Another issue we had to consider early on was the performance of our article pages. In fact, even after all these optimizations, they performed remarkably poorly. Articles with many comments were very slow because we use Gravatar.com for loading readers’ images when they leave replies to articles. Because each Gravatar URL is unique, each comment generates one HTTP request, and also blocks the rendering of the entire page. Therefore, we load a blank profile image at first and load Gravatar images asynchronously once the page has started rendering, and then replace blank images with the correct ones. This could be applied not only for comments but for pretty much any “skeleton” screens which would display the content right away and then load secondary or tertiary resources later.

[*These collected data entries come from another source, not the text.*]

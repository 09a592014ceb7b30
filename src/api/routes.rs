//! API routes
//!
//! HTTP endpoint definitions and request/response types.

use axum::{
    extract::{Path, State},
    http::{header, StatusCode},
    routing::{get, post},
    Json, Router,
};
use rust_decimal::Decimal;
use serde::{Deserialize, Serialize};
use sqlx::PgPool;

use crate::domain::{Amount, DomainError};
use crate::error::AppError;
use crate::handlers::{
    CreateAccountCommand, CreateAccountHandler, PostTransactionCommand, PostTransactionHandler,
};
use crate::store::AccountStore;

/// Shared router state
#[derive(Debug, Clone)]
pub struct AppState {
    pub pool: PgPool,
    /// Credit limit assigned to newly created accounts
    pub default_credit_limit: Decimal,
}

// =========================================================================
// Request/Response types
// =========================================================================

#[derive(Debug, Serialize, Deserialize)]
pub struct CreateAccountRequest {
    pub document_number: String,
}

#[derive(Debug, Serialize, Deserialize)]
pub struct AccountResponse {
    pub account_id: i64,
    pub document_number: String,
}

#[derive(Debug, Serialize, Deserialize)]
pub struct CreateTransactionRequest {
    pub account_id: i64,
    pub operation_type_id: i16,
    /// Always positive; the operation type determines the stored sign
    pub amount: Decimal,
}

#[derive(Debug, Serialize, Deserialize)]
pub struct TransactionResponse {
    pub transaction_id: i64,
    pub account_id: i64,
    pub operation_type_id: i16,
    /// Signed amount as stored in the ledger
    pub amount: Decimal,
}

// =========================================================================
// API Router
// =========================================================================

/// Create the API router
pub fn create_router() -> Router<AppState> {
    Router::new()
        .route("/accounts", post(create_account))
        .route("/accounts/:account_id", get(get_account))
        .route("/transactions", post(create_transaction))
}

// =========================================================================
// POST /accounts
// =========================================================================

/// Create a new account
async fn create_account(
    State(state): State<AppState>,
    Json(request): Json<CreateAccountRequest>,
) -> Result<(StatusCode, [(header::HeaderName, String); 1], Json<AccountResponse>), AppError> {
    validate_document_number(&request.document_number)?;

    let handler = CreateAccountHandler::new(state.pool);
    let command = CreateAccountCommand::new(request.document_number, state.default_credit_limit);

    let account = handler.execute(command).await?;
    let location = format!("/accounts/{}", account.account_id);

    Ok((
        StatusCode::CREATED,
        [(header::LOCATION, location)],
        Json(AccountResponse {
            account_id: account.account_id,
            document_number: account.document_number,
        }),
    ))
}

// =========================================================================
// GET /accounts/:account_id
// =========================================================================

/// Get account by id
async fn get_account(
    State(state): State<AppState>,
    Path(account_id): Path<i64>,
) -> Result<Json<AccountResponse>, AppError> {
    let store = AccountStore::new(state.pool);

    let account = store
        .find_by_id(account_id)
        .await?
        .ok_or(DomainError::AccountNotFound(account_id))?;

    Ok(Json(AccountResponse {
        account_id: account.account_id,
        document_number: account.document_number,
    }))
}

// =========================================================================
// POST /transactions
// =========================================================================

/// Post a transaction against an account
async fn create_transaction(
    State(state): State<AppState>,
    Json(request): Json<CreateTransactionRequest>,
) -> Result<(StatusCode, Json<TransactionResponse>), AppError> {
    let amount = Amount::new(request.amount)
        .map_err(|e| AppError::InvalidRequest(format!("amount: {e}")))?;

    let handler = PostTransactionHandler::new(state.pool);
    let command =
        PostTransactionCommand::new(request.account_id, request.operation_type_id, amount);

    let record = handler.execute(command).await?;

    Ok((
        StatusCode::CREATED,
        Json(TransactionResponse {
            transaction_id: record.transaction_id,
            account_id: record.account_id,
            operation_type_id: record.operation_type.code(),
            amount: record.amount,
        }),
    ))
}

/// Document numbers are exactly 11 ASCII digits.
fn validate_document_number(document_number: &str) -> Result<(), AppError> {
    if document_number.len() != 11 || !document_number.bytes().all(|b| b.is_ascii_digit()) {
        return Err(AppError::InvalidRequest(
            "document_number: must be an 11 digit numeric string".to_string(),
        ));
    }
    Ok(())
}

Put simply, we deferred the loading of all JavaScripts that we identified previously, such as the syntax highlighter and comment ratings, and cleared a path in the header for HTML and CSS.

Inlining Critical CSS

That still wasn’t good enough, though. Performance had improved dramatically; but even with all of these optimizations in place, we didn’t hit that magical speed index value of below 1,000. In light of the ongoing discussion about inline CSS and above-the-fold CSS, as recommended by Google³⁴, we looked into more radical ways to deliver content quickly. To avoid an HTTP request when loading CSS, we measured how fast the website would be if we were to load critical CSS inline and then load the rest of the CSS once the page had rendered.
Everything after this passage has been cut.